PROMPT: In the entries below, count every line containing "contains". Return the number and nothing else.

DATA FOR REVIEW:
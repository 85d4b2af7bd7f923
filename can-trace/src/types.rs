//! Core types for the CAN trace library
//!
//! This module defines the frame model shared by the codec, the capture
//! pipeline and the replay scheduler, together with the error type every
//! fallible operation returns.

use bitflags::bitflags;
use chrono::{DateTime, Utc};
use std::fmt;

use crate::dlc::{dlc_to_len, len_to_dlc_saturating, CANFD_MAX_DLEN, CAN_MAX_DLEN};

/// Timestamp type used for diagnostics
pub type Timestamp = DateTime<Utc>;

/// Result type for library operations
pub type Result<T> = std::result::Result<T, TraceError>;

/// Mask for an 11-bit standard identifier
pub const CAN_SFF_MASK: u32 = 0x0000_07FF;
/// Mask for a 29-bit extended identifier
pub const CAN_EFF_MASK: u32 = 0x1FFF_FFFF;
/// Reserved identifier bit marking an error frame in the text format
pub const CAN_ERR_FLAG: u32 = 0x2000_0000;

bitflags! {
    /// Per-frame flag set as reported by the driver
    #[derive(Debug, Clone, Copy, PartialEq, Eq, Hash, Default)]
    pub struct FrameFlags: u16 {
        /// 29-bit identifier
        const EXTENDED = 0x0001;
        /// Remote transmission request
        const REMOTE_REQUEST = 0x0002;
        /// Receive buffer overrun reported by the controller
        const OVERRUN_ERROR = 0x0004;
        /// Transceiver (NERR) error line asserted
        const TRANSCEIVER_ERROR = 0x0008;
        /// CAN FD frame
        const FD_FRAME = 0x0010;
        /// FD bit rate switch
        const BIT_RATE_SWITCH = 0x0020;
        /// FD error state indicator
        const ERROR_STATE_INDICATOR = 0x0040;
    }
}

/// A single CAN / CAN FD frame
///
/// The payload buffer is always sized for the largest FD frame. Only the
/// first [`Frame::len`] bytes are meaningful; everything past that is never
/// rendered or compared.
#[derive(Clone, Copy)]
pub struct Frame {
    id: u32,
    flags: FrameFlags,
    len: u8,
    data: [u8; CANFD_MAX_DLEN],
}

impl Frame {
    /// Create a classic data frame. Returns `None` for more than 8 bytes.
    pub fn new(id: u32, extended: bool, data: &[u8]) -> Option<Self> {
        if data.len() > CAN_MAX_DLEN {
            return None;
        }
        let flags = if extended { FrameFlags::EXTENDED } else { FrameFlags::empty() };
        Some(Self::with_payload(id, flags, data))
    }

    /// Create an FD data frame. Returns `None` for more than 64 bytes.
    pub fn new_fd(id: u32, extended: bool, brs: bool, esi: bool, data: &[u8]) -> Option<Self> {
        if data.len() > CANFD_MAX_DLEN {
            return None;
        }
        let mut flags = FrameFlags::FD_FRAME;
        flags.set(FrameFlags::EXTENDED, extended);
        flags.set(FrameFlags::BIT_RATE_SWITCH, brs);
        flags.set(FrameFlags::ERROR_STATE_INDICATOR, esi);
        Some(Self::with_payload(id, flags, data))
    }

    /// Create a remote request frame asking for `len` bytes (0-8)
    pub fn new_remote(id: u32, extended: bool, len: u8) -> Option<Self> {
        if usize::from(len) > CAN_MAX_DLEN {
            return None;
        }
        let mut frame = Self::empty();
        frame.id = id & Self::id_mask(extended);
        frame.flags = FrameFlags::REMOTE_REQUEST;
        frame.flags.set(FrameFlags::EXTENDED, extended);
        frame.len = len;
        Some(frame)
    }

    /// Build a frame from a raw 4-bit DLC as delivered by a driver.
    ///
    /// FD frames map the code through the DLC table, classic frames cap it
    /// at 8. Missing payload bytes are zero-filled.
    pub fn from_dlc(id: u32, flags: FrameFlags, dlc: u8, payload: &[u8]) -> Self {
        let len = if flags.contains(FrameFlags::FD_FRAME) {
            dlc_to_len(dlc)
        } else {
            dlc.min(CAN_MAX_DLEN as u8)
        };
        let mut frame = Self::empty();
        frame.id = id;
        frame.flags = flags;
        frame.len = len;
        if !flags.contains(FrameFlags::REMOTE_REQUEST) {
            let n = payload.len().min(usize::from(len));
            frame.data[..n].copy_from_slice(&payload[..n]);
        }
        frame
    }

    /// An all-zero frame: standard id 0, no flags, no payload
    pub fn empty() -> Self {
        Self {
            id: 0,
            flags: FrameFlags::empty(),
            len: 0,
            data: [0; CANFD_MAX_DLEN],
        }
    }

    pub(crate) fn with_payload(id: u32, flags: FrameFlags, data: &[u8]) -> Self {
        let mut frame = Self::empty();
        frame.id = id & Self::id_mask(flags.contains(FrameFlags::EXTENDED));
        frame.flags = flags;
        frame.len = data.len() as u8;
        frame.data[..data.len()].copy_from_slice(data);
        frame
    }

    pub(crate) fn from_parts(id: u32, flags: FrameFlags, len: u8, data: [u8; CANFD_MAX_DLEN]) -> Self {
        Self { id, flags, len, data }
    }

    fn id_mask(extended: bool) -> u32 {
        if extended {
            CAN_EFF_MASK
        } else {
            CAN_SFF_MASK
        }
    }

    /// CAN identifier (11 or 29 bit)
    pub fn id(&self) -> u32 {
        self.id
    }

    /// Flag set
    pub fn flags(&self) -> FrameFlags {
        self.flags
    }

    /// Payload length in bytes. For remote frames this is the requested length.
    pub fn len(&self) -> usize {
        usize::from(self.len).min(CANFD_MAX_DLEN)
    }

    /// True if the frame carries no payload
    pub fn is_empty(&self) -> bool {
        self.len() == 0
    }

    /// The 4-bit data length code matching the payload length
    pub fn dlc(&self) -> u8 {
        len_to_dlc_saturating(self.len)
    }

    /// Payload bytes (empty for remote frames)
    pub fn data(&self) -> &[u8] {
        if self.is_remote() {
            &[]
        } else {
            &self.data[..self.len()]
        }
    }

    pub fn is_extended(&self) -> bool {
        self.flags.contains(FrameFlags::EXTENDED)
    }

    pub fn is_remote(&self) -> bool {
        self.flags.contains(FrameFlags::REMOTE_REQUEST)
    }

    pub fn is_fd(&self) -> bool {
        self.flags.contains(FrameFlags::FD_FRAME)
    }

    pub fn is_brs(&self) -> bool {
        self.flags.contains(FrameFlags::BIT_RATE_SWITCH)
    }

    pub fn is_esi(&self) -> bool {
        self.flags.contains(FrameFlags::ERROR_STATE_INDICATOR)
    }

    /// Add driver-reported status flags (overrun, transceiver error)
    pub fn insert_flags(&mut self, flags: FrameFlags) {
        self.flags.insert(flags);
    }

    /// One-line diagnostic rendering: `<id> <flags> <len> <hex>`
    pub fn describe(&self) -> String {
        let mut out = format!("{:x} {} {:02} ", self.id, crate::codec::FlagSummary(self.flags), self.len());
        for byte in self.data() {
            out.push_str(&format!("{:02x}", byte));
        }
        out
    }
}

impl Default for Frame {
    fn default() -> Self {
        Self::empty()
    }
}

impl PartialEq for Frame {
    fn eq(&self, other: &Self) -> bool {
        self.id == other.id
            && self.flags == other.flags
            && self.len == other.len
            && self.data() == other.data()
    }
}

impl Eq for Frame {}

impl fmt::Debug for Frame {
    fn fmt(&self, f: &mut fmt::Formatter<'_>) -> fmt::Result {
        f.debug_struct("Frame")
            .field("id", &format_args!("0x{:X}", self.id))
            .field("flags", &self.flags)
            .field("len", &self.len)
            .field("data", &self.data())
            .finish()
    }
}

impl fmt::Display for Frame {
    fn fmt(&self, f: &mut fmt::Formatter<'_>) -> fmt::Result {
        f.write_str(&crate::codec::encode(self))
    }
}

/// A frame as received on a channel, stamped at capture time
#[derive(Debug, Clone, Copy, PartialEq, Eq)]
pub struct CapturedFrame {
    /// Channel the frame was read from
    pub channel: u8,
    /// Capture timestamp in microseconds (driver clock, relative to bus-on)
    pub timestamp_us: u64,
    /// The frame itself
    pub frame: Frame,
}

impl CapturedFrame {
    pub fn new(channel: u8, timestamp_us: u64, frame: Frame) -> Self {
        Self {
            channel,
            timestamp_us,
            frame,
        }
    }

    /// Copy of this capture with its timestamp shifted by `epoch_us`
    pub fn rebased(&self, epoch_us: u64) -> Self {
        Self {
            timestamp_us: self.timestamp_us.saturating_add(epoch_us),
            ..*self
        }
    }
}

/// Broad class of a [`TraceError`]
#[derive(Debug, Clone, Copy, PartialEq, Eq)]
pub enum ErrorKind {
    /// Bad channel spec, unsupported bitrate, failed open/configure
    Configuration,
    /// Malformed frame text or log line
    Decode,
    /// Read/write failure on an open channel
    Transport,
    /// Queue used after shutdown
    QueueClosed,
    /// File or stream I/O
    Io,
}

/// Errors that can occur while capturing, sending or replaying
#[derive(Debug, thiserror::Error)]
pub enum TraceError {
    #[error("Invalid channel spec '{spec}': {reason}")]
    InvalidChannelSpec { spec: String, reason: String },

    #[error("Invalid bitrate: '{0}'")]
    InvalidBitrate(String),

    #[error("Unsupported {phase} bitrate {bitrate} ({mode})")]
    UnsupportedBitrate {
        phase: &'static str,
        mode: &'static str,
        bitrate: u32,
    },

    #[error("Invalid channel value: {0} (maximum is {max})", max = crate::channel::MAX_CHANNELS - 1)]
    ChannelOutOfRange(u32),

    #[error("Channel {0} is not opened")]
    ChannelNotOpen(u8),

    #[error("Failed to set up channel {channel}: {reason}")]
    TransportSetup { channel: u8, reason: String },

    #[error("Failed to decode frame '{text}': {reason}")]
    FrameDecode { text: String, reason: String },

    #[error("Incorrect line format in logfile (line {line}): {reason}")]
    LogLine { line: usize, reason: String },

    #[error("Transport error on channel {channel}: {reason}")]
    Transport { channel: u8, reason: String },

    #[error("Frame queue is closed")]
    QueueClosed,

    #[error("IO error: {0}")]
    IoError(#[from] std::io::Error),
}

impl TraceError {
    pub(crate) fn decode(text: &str, reason: impl Into<String>) -> Self {
        TraceError::FrameDecode {
            text: text.to_string(),
            reason: reason.into(),
        }
    }

    /// Classify the error
    pub fn kind(&self) -> ErrorKind {
        match self {
            TraceError::InvalidChannelSpec { .. }
            | TraceError::InvalidBitrate(_)
            | TraceError::UnsupportedBitrate { .. }
            | TraceError::ChannelOutOfRange(_)
            | TraceError::ChannelNotOpen(_)
            | TraceError::TransportSetup { .. } => ErrorKind::Configuration,
            TraceError::FrameDecode { .. } | TraceError::LogLine { .. } => ErrorKind::Decode,
            TraceError::Transport { .. } => ErrorKind::Transport,
            TraceError::QueueClosed => ErrorKind::QueueClosed,
            TraceError::IoError(_) => ErrorKind::Io,
        }
    }
}

/// Convert a microsecond timestamp since the Unix epoch to `DateTime<Utc>`
pub fn log_timestamp(timestamp_us: u64) -> Timestamp {
    let secs = (timestamp_us / 1_000_000) as i64;
    let nsecs = ((timestamp_us % 1_000_000) * 1_000) as u32;
    DateTime::from_timestamp(secs, nsecs).unwrap_or_default()
}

RESULT: 8